== Extracted material

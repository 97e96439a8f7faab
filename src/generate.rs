//! The `convert` driver.
//!
//! ```text
//! Idle → resolve config → resolve root namespace ──(fail)──→ Aborted
//!                              │
//!                              ▼
//!                      discover documents → generate (parallel) → report
//! ```
//!
//! Everything that can fail for the whole run (bad pattern, bad config, no
//! project descriptor, duplicate outputs) happens before the first file is
//! written. After that, each document is an independent task returning a
//! tagged result: a broken document is reported and skipped while the rest
//! are still generated.
//!
//! ## Parallel Processing
//!
//! Documents are generated on a [rayon](https://docs.rs/rayon) pool sized by
//! `processing.max_threads` (all cores by default). Tasks share nothing but
//! read-only run context; results are tallied after the join.

use crate::body;
use crate::codegen::{self, SynthesisContext};
use crate::config::{self, ConfigError, GeneratorConfig};
use crate::frontmatter::{self, FrontmatterError};
use crate::namespace;
use crate::naming::is_identifier_path;
use crate::project::{self, ProjectError, RootNamespace};
use crate::scan::{self, InputPattern, ScanError};
use crate::types::{DocumentDescriptor, GeneratedFile};
use rayon::prelude::*;
use std::fs;
use std::path::{Path, PathBuf};
use thiserror::Error;
use tracing::{debug, info, warn};

#[derive(Error, Debug)]
pub enum GenerateError {
    #[error("IO error: {0}")]
    Io(#[from] std::io::Error),
    #[error("Config error: {0}")]
    Config(#[from] ConfigError),
    #[error("Project error: {0}")]
    Project(#[from] ProjectError),
    #[error("Scan error: {0}")]
    Scan(#[from] ScanError),
    #[error("Could not start worker pool: {0}")]
    ThreadPool(#[from] rayon::ThreadPoolBuildError),
    #[error("{failed} of {total} documents failed to generate")]
    DocumentsFailed { failed: usize, total: usize },
}

/// Failure of a single document. Never aborts the batch.
#[derive(Error, Debug)]
pub enum DocumentError {
    #[error("IO error: {0}")]
    Io(#[from] std::io::Error),
    #[error(transparent)]
    Frontmatter(#[from] FrontmatterError),
    #[error("File name is empty once the ordinal prefix is removed")]
    EmptyName,
    #[error("viewBase {0:?} is not a valid type name")]
    InvalidViewBase(String),
}

/// Inputs of one `convert` run.
#[derive(Debug, Clone)]
pub struct ConvertOptions {
    /// Glob such as `Docs/*.md`.
    pub input_pattern: String,
    pub output_dir: PathBuf,
    /// Explicit project descriptor; located by walking up when absent.
    pub project_file: Option<PathBuf>,
    /// Explicit config file; `docgen.toml` in the input root when absent.
    pub config_file: Option<PathBuf>,
}

#[derive(Debug)]
pub struct DocumentFailure {
    pub source: PathBuf,
    pub error: DocumentError,
}

/// Outcome of a run that got past the fatal checks.
#[derive(Debug)]
pub struct ConvertReport {
    pub root_namespace: RootNamespace,
    pub generated: Vec<GeneratedFile>,
    pub failures: Vec<DocumentFailure>,
}

impl ConvertReport {
    pub fn total(&self) -> usize {
        self.generated.len() + self.failures.len()
    }

    /// Turn a report with failures into [`GenerateError::DocumentsFailed`].
    pub fn ensure_success(&self) -> Result<(), GenerateError> {
        if self.failures.is_empty() {
            Ok(())
        } else {
            Err(GenerateError::DocumentsFailed {
                failed: self.failures.len(),
                total: self.total(),
            })
        }
    }
}

/// Read-only state shared by every generation task.
#[derive(Debug, Clone, Copy)]
pub struct RunContext<'a> {
    pub root_namespace: &'a str,
    pub config: &'a GeneratorConfig,
    pub output_dir: &'a Path,
}

/// Run the whole pipeline.
pub fn convert(options: &ConvertOptions) -> Result<ConvertReport, GenerateError> {
    let input = InputPattern::parse(&options.input_pattern)?;
    let config = match &options.config_file {
        Some(path) => config::load_config_file(path)?,
        None => config::load_config(&input.root)?,
    };

    let root_namespace = match &options.project_file {
        Some(path) => project::read(path)?,
        None => project::locate(&input.root, &config.project.descriptor_extension)?,
    };
    info!(
        namespace = %root_namespace.name,
        descriptor = %root_namespace.descriptor.display(),
        "resolved root namespace"
    );

    let documents = scan::scan(&input, &config.naming, &config.target.extension)?;
    info!(
        count = documents.len(),
        root = %input.root.display(),
        "discovered documents"
    );

    fs::create_dir_all(&options.output_dir)?;

    let ctx = RunContext {
        root_namespace: &root_namespace.name,
        config: &config,
        output_dir: &options.output_dir,
    };
    let pool = rayon::ThreadPoolBuilder::new()
        .num_threads(config::effective_threads(&config.processing))
        .build()?;
    let results: Vec<(PathBuf, Result<GeneratedFile, DocumentError>)> = pool.install(|| {
        documents
            .par_iter()
            .map(|doc| (doc.relative_path.clone(), generate_document(doc, &ctx)))
            .collect()
    });

    let mut generated = Vec::new();
    let mut failures = Vec::new();
    for (source, result) in results {
        match result {
            Ok(file) => generated.push(file),
            Err(error) => {
                warn!(source = %source.display(), %error, "document failed");
                failures.push(DocumentFailure { source, error });
            }
        }
    }

    Ok(ConvertReport {
        root_namespace,
        generated,
        failures,
    })
}

/// Generate and write the file for one document.
pub fn generate_document(
    doc: &DocumentDescriptor,
    ctx: &RunContext<'_>,
) -> Result<GeneratedFile, DocumentError> {
    if doc.stem.is_empty() {
        return Err(DocumentError::EmptyName);
    }
    let target = &ctx.config.target;

    let raw = fs::read_to_string(&doc.absolute_path)?;
    let source = body::strip_bom(&raw);
    let (metadata, block) = frontmatter::extract(source)?;
    if let Some(view_base) = metadata.view_base.as_deref().map(str::trim)
        && !view_base.is_empty()
        && !is_identifier_path(view_base)
    {
        return Err(DocumentError::InvalidViewBase(view_base.to_string()));
    }
    let body = body::segment(source, block.as_ref().map(|b| &b.span));

    let order = codegen::resolve_order(
        doc.order_override,
        &metadata,
        ctx.config.ordering.precedence,
    );
    let namespace = namespace::full_namespace(
        ctx.root_namespace,
        &target.apps_segment,
        &doc.namespace_suffix,
    );
    let class_name = codegen::class_name(&doc.stem);
    let code = codegen::synthesize(
        &SynthesisContext {
            namespace: &namespace,
            target,
        },
        &class_name,
        order,
        &metadata,
        &body,
    );

    let output = doc.output_file(&target.extension);
    let output_path = ctx.output_dir.join(&output);
    if let Some(parent) = output_path.parent() {
        fs::create_dir_all(parent)?;
    }
    fs::write(&output_path, code)?;
    debug!(
        source = %doc.relative_path.display(),
        output = %output.display(),
        order,
        "generated"
    );

    Ok(GeneratedFile {
        source: doc.relative_path.clone(),
        output,
        namespace,
        class_name,
        order,
        metadata_only: body.is_empty(),
    })
}
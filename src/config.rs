//! Generator configuration module.
//!
//! Handles loading, validating, and merging `docgen.toml`. Stock defaults are
//! overridden by an optional file in the input root (or one passed with
//! `--config`).
//!
//! ## Configuration Options
//!
//! ```toml
//! # All options are optional - defaults shown below
//!
//! [naming]
//! index_name = "_Index"         # Folder landing page; inherits the folder's order
//! generated_root = "Generated"  # Leading folder kept out of the namespace
//!
//! [project]
//! descriptor_extension = "csproj"
//!
//! [target]
//! apps_segment = "Apps"         # {RootNamespace}.Apps.{suffix}
//! extension = "cs"              # {Stem}.g.cs
//! view_base = "ViewBase"        # Base type when frontmatter has no viewBase
//! attribute = "App"             # [App(order:1, ...)]
//! icon_type = "Icons"           # icon:Icons.Rocket
//! view_type = "Markdown"        # new Markdown(...)
//! imports = ["Ivy", "Ivy.Apps", "Ivy.Shared", "Ivy.Core", "Ivy.Views"]
//!
//! [ordering]
//! precedence = "filename"       # or "metadata"
//!
//! [processing]
//! max_threads = 4               # omit for auto = CPU cores
//! ```
//!
//! Config files are sparse: override only the keys you need. Unknown keys
//! are rejected to catch typos early.

use crate::naming::is_identifier_path;
use serde::{Deserialize, Serialize};
use std::fs;
use std::path::Path;
use thiserror::Error;

/// File looked up in the input root when no explicit config path is given.
pub const CONFIG_FILE: &str = "docgen.toml";

#[derive(Error, Debug)]
pub enum ConfigError {
    #[error("IO error: {0}")]
    Io(#[from] std::io::Error),
    #[error("TOML parse error: {0}")]
    Toml(#[from] toml::de::Error),
    #[error("Config validation error: {0}")]
    Validation(String),
}

/// Generator configuration loaded from `docgen.toml`.
#[derive(Debug, Clone, Default, Serialize, Deserialize)]
#[serde(default, deny_unknown_fields)]
pub struct GeneratorConfig {
    /// Document and folder naming conventions.
    pub naming: NamingConfig,
    /// Project descriptor lookup.
    pub project: ProjectConfig,
    /// Shape of the emitted source files.
    pub target: TargetConfig,
    /// Order resolution between filename ordinals and frontmatter.
    pub ordering: OrderingConfig,
    /// Parallel generation settings.
    pub processing: ProcessingConfig,
}

impl GeneratorConfig {
    /// Validate that configured names can appear in generated code.
    pub fn validate(&self) -> Result<(), ConfigError> {
        let non_empty = [
            ("naming.index_name", &self.naming.index_name),
            ("project.descriptor_extension", &self.project.descriptor_extension),
            ("target.extension", &self.target.extension),
        ];
        for (key, value) in non_empty {
            if value.trim().is_empty() {
                return Err(ConfigError::Validation(format!("{key} must not be empty")));
            }
        }

        let identifiers = [
            ("target.apps_segment", &self.target.apps_segment),
            ("target.view_base", &self.target.view_base),
            ("target.attribute", &self.target.attribute),
            ("target.icon_type", &self.target.icon_type),
            ("target.view_type", &self.target.view_type),
        ];
        for (key, value) in identifiers {
            if !is_identifier_path(value) {
                return Err(ConfigError::Validation(format!(
                    "{key} must be an identifier, got {value:?}"
                )));
            }
        }

        for import in &self.target.imports {
            let path = import.strip_prefix("static ").unwrap_or(import);
            if !is_identifier_path(path) {
                return Err(ConfigError::Validation(format!(
                    "target.imports entry {import:?} is not a namespace"
                )));
            }
        }
        Ok(())
    }
}

#[derive(Debug, Clone, Serialize, Deserialize)]
#[serde(default, deny_unknown_fields)]
pub struct NamingConfig {
    /// Stem of a folder's landing document. Its order comes from the folder.
    pub index_name: String,
    /// Leading folder name dropped from namespaces (output folders keep it).
    pub generated_root: String,
}

impl Default for NamingConfig {
    fn default() -> Self {
        Self {
            index_name: "_Index".to_string(),
            generated_root: "Generated".to_string(),
        }
    }
}

#[derive(Debug, Clone, Serialize, Deserialize)]
#[serde(default, deny_unknown_fields)]
pub struct ProjectConfig {
    /// Extension (without dot) of the project descriptor carrying `<RootNamespace>`.
    pub descriptor_extension: String,
}

impl Default for ProjectConfig {
    fn default() -> Self {
        Self {
            descriptor_extension: "csproj".to_string(),
        }
    }
}

#[derive(Debug, Clone, Serialize, Deserialize)]
#[serde(default, deny_unknown_fields)]
pub struct TargetConfig {
    /// Conventional segment between the root namespace and the folder suffix.
    pub apps_segment: String,
    /// Extension of generated files, written as `{Stem}.g.{extension}`.
    pub extension: String,
    /// Base class used when frontmatter does not declare `viewBase`.
    pub view_base: String,
    /// Attribute carrying order, icon, title and group state.
    pub attribute: String,
    /// Type that icon names are members of.
    pub icon_type: String,
    /// View constructed around the embedded body.
    pub view_type: String,
    /// `using` directives at the top of every file.
    pub imports: Vec<String>,
}

impl Default for TargetConfig {
    fn default() -> Self {
        Self {
            apps_segment: "Apps".to_string(),
            extension: "cs".to_string(),
            view_base: "ViewBase".to_string(),
            attribute: "App".to_string(),
            icon_type: "Icons".to_string(),
            view_type: "Markdown".to_string(),
            imports: ["Ivy", "Ivy.Apps", "Ivy.Shared", "Ivy.Core", "Ivy.Views"]
                .into_iter()
                .map(String::from)
                .collect(),
        }
    }
}

/// Which order source wins when a document has both.
#[derive(Debug, Clone, Copy, Default, PartialEq, Eq, Serialize, Deserialize)]
#[serde(rename_all = "lowercase")]
pub enum OrderPrecedence {
    /// Filename (or parent folder) ordinal first, frontmatter `order` as fallback.
    #[default]
    Filename,
    /// Frontmatter `order` first, filename ordinal as fallback.
    Metadata,
}

#[derive(Debug, Clone, Default, Serialize, Deserialize)]
#[serde(default, deny_unknown_fields)]
pub struct OrderingConfig {
    pub precedence: OrderPrecedence,
}

/// Parallel processing settings.
#[derive(Debug, Clone, Default, Serialize, Deserialize)]
#[serde(default, deny_unknown_fields)]
pub struct ProcessingConfig {
    /// Maximum number of generation workers.
    /// When absent, defaults to the number of CPU cores.
    /// Values larger than the core count are clamped down.
    pub max_threads: Option<usize>,
}

/// Resolve the effective thread count from config.
///
/// - `None` → use all available cores
/// - `Some(n)` → use `min(n, cores)`, at least one
pub fn effective_threads(config: &ProcessingConfig) -> usize {
    let cores = std::thread::available_parallelism()
        .map(|n| n.get())
        .unwrap_or(1);
    config
        .max_threads
        .map(|n| n.clamp(1, cores))
        .unwrap_or(cores)
}

// =============================================================================
// Config loading, merging, and validation
// =============================================================================

/// Returns the stock default config as a `toml::Value::Table`.
pub fn stock_defaults_value() -> toml::Value {
    toml::Value::try_from(GeneratorConfig::default()).expect("default config must serialize")
}

/// Recursively merge `overlay` on top of `base`.
///
/// - Tables are merged key-by-key (overlay keys override base keys).
/// - Non-table values in overlay replace base values entirely.
pub fn merge_toml(base: toml::Value, overlay: toml::Value) -> toml::Value {
    match (base, overlay) {
        (toml::Value::Table(mut base_table), toml::Value::Table(overlay_table)) => {
            for (key, overlay_val) in overlay_table {
                let merged = match base_table.remove(&key) {
                    Some(base_val) => merge_toml(base_val, overlay_val),
                    None => overlay_val,
                };
                base_table.insert(key, merged);
            }
            toml::Value::Table(base_table)
        }
        (_, overlay) => overlay,
    }
}

/// Merge an optional overlay onto the stock defaults, then deserialize and validate.
pub fn resolve_config(overlay: Option<toml::Value>) -> Result<GeneratorConfig, ConfigError> {
    let base = stock_defaults_value();
    let merged = match overlay {
        Some(ov) => merge_toml(base, ov),
        None => base,
    };
    let config: GeneratorConfig = merged.try_into()?;
    config.validate()?;
    Ok(config)
}

/// Load a specific config file. The file must exist.
pub fn load_config_file(path: &Path) -> Result<GeneratorConfig, ConfigError> {
    let content = fs::read_to_string(path)?;
    let value: toml::Value = toml::from_str(&content)?;
    resolve_config(Some(value))
}

/// Load `docgen.toml` from the input root, falling back to stock defaults.
pub fn load_config(root: &Path) -> Result<GeneratorConfig, ConfigError> {
    let config_path = root.join(CONFIG_FILE);
    if config_path.is_file() {
        load_config_file(&config_path)
    } else {
        resolve_config(None)
    }
}

/// Returns a fully-commented stock `docgen.toml`.
///
/// Used by the `gen-config` CLI command.
pub fn stock_config_toml() -> &'static str {
    r##"# docs-codegen configuration
# ==========================
# All settings are optional. Values shown below are the defaults.
# Place this file as docgen.toml in the input root, or pass --config.
# Unknown keys will cause an error.

# ---------------------------------------------------------------------------
# Naming conventions
# ---------------------------------------------------------------------------
[naming]
# Stem of a folder's landing document. Index documents are not numbered
# themselves; they take their order from the parent folder's prefix.
index_name = "_Index"

# A leading folder with this name is kept out of generated namespaces.
generated_root = "Generated"

# ---------------------------------------------------------------------------
# Project descriptor (source of <RootNamespace>)
# ---------------------------------------------------------------------------
[project]
descriptor_extension = "csproj"

# ---------------------------------------------------------------------------
# Generated code
# ---------------------------------------------------------------------------
[target]
# Namespace: {RootNamespace}.{apps_segment}.{Folder.Path}
apps_segment = "Apps"

# Generated files are written as {Stem}.g.{extension}
extension = "cs"

# Base class when a document's frontmatter has no viewBase key.
view_base = "ViewBase"

# Attribute listing order, icon, title and groupExpanded.
attribute = "App"

# Icons are emitted as {icon_type}.{icon}
icon_type = "Icons"

# View constructed around the document body.
view_type = "Markdown"

imports = ["Ivy", "Ivy.Apps", "Ivy.Shared", "Ivy.Core", "Ivy.Views"]

# ---------------------------------------------------------------------------
# Ordering
# ---------------------------------------------------------------------------
[ordering]
# "filename": the NNN_ prefix wins, frontmatter order is the fallback.
# "metadata": frontmatter order wins, the NNN_ prefix is the fallback.
precedence = "filename"

# ---------------------------------------------------------------------------
# Processing
# ---------------------------------------------------------------------------
[processing]
# Maximum parallel generation workers.
# Omit or comment out to auto-detect (= number of CPU cores).
# max_threads = 4
"##
}
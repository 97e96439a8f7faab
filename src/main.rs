use clap::{Parser, Subcommand};
use docs_codegen::{config, generate, output};
use std::path::PathBuf;

#[derive(Parser)]
#[command(name = "docs-codegen")]
#[command(about = "Generate C# app classes from markdown documentation")]
#[command(long_about = "\
Generate C# app classes from markdown documentation

Every markdown file matched by the input pattern becomes one *.g.cs file
declaring an app class that renders the document. Numeric prefixes order
documents and folders and are stripped from generated names.

Input structure:

  Acme.Docs.csproj                 # <RootNamespace> is read from here
  Docs/
  ├── docgen.toml                  # Generator config (optional)
  ├── 1_Welcome.md                 # → Welcome.g.cs, order 1
  ├── 2_Setup/
  │   ├── _Index.md                # Folder landing page, order 2 (folder's)
  │   └── 1_Intro.md               # → Setup/Intro.g.cs, namespace ….Apps.Setup
  └── Widgets/
      └── Button.md                # Unnumbered: order from frontmatter or 0

Frontmatter (optional YAML at the top of a document):
  icon, title, order, viewBase, groupExpanded

Run 'docs-codegen gen-config' to generate a documented docgen.toml.")]
#[command(version)]
struct Cli {
    /// Log pipeline progress at debug level
    #[arg(short, long, global = true)]
    verbose: bool,

    #[command(subcommand)]
    command: Command,
}

#[derive(Subcommand)]
enum Command {
    /// Generate one C# file per matched markdown document
    Convert {
        /// Glob selecting the documents, e.g. "Docs/*.md"
        input_pattern: String,
        /// Folder the generated files are written to
        output_folder: PathBuf,
        /// Project descriptor to read the root namespace from
        project_file: Option<PathBuf>,
        /// Config file to use instead of docgen.toml in the input root
        #[arg(long)]
        config: Option<PathBuf>,
    },
    /// Print a stock docgen.toml with all options documented
    GenConfig,
}

fn main() -> Result<(), Box<dyn std::error::Error>> {
    let cli = match Cli::try_parse() {
        Ok(cli) => cli,
        Err(e) => {
            // Usage errors exit 1; --help and --version exit 0.
            let code = if e.use_stderr() { 1 } else { 0 };
            let _ = e.print();
            std::process::exit(code);
        }
    };

    let subscriber = tracing_subscriber::fmt()
        .with_env_filter(
            tracing_subscriber::EnvFilter::from_default_env().add_directive(if cli.verbose {
                tracing::Level::DEBUG.into()
            } else {
                tracing::Level::INFO.into()
            }),
        )
        .with_writer(std::io::stderr)
        .finish();
    tracing::subscriber::set_global_default(subscriber)?;

    match cli.command {
        Command::Convert {
            input_pattern,
            output_folder,
            project_file,
            config,
        } => {
            let options = generate::ConvertOptions {
                input_pattern,
                output_dir: output_folder,
                project_file,
                config_file: config,
            };
            let report = generate::convert(&options)?;
            output::print_convert_output(&report);
            report.ensure_success()?;
        }
        Command::GenConfig => {
            print!("{}", config::stock_config_toml());
        }
    }

    Ok(())
}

====

# To do:
Every line with the word "warn" in it should be copied from the listing above.

# Exercise output:
use tracing::{debug, info, warn};
                warn!(source = %source.display(), %error, "document failed");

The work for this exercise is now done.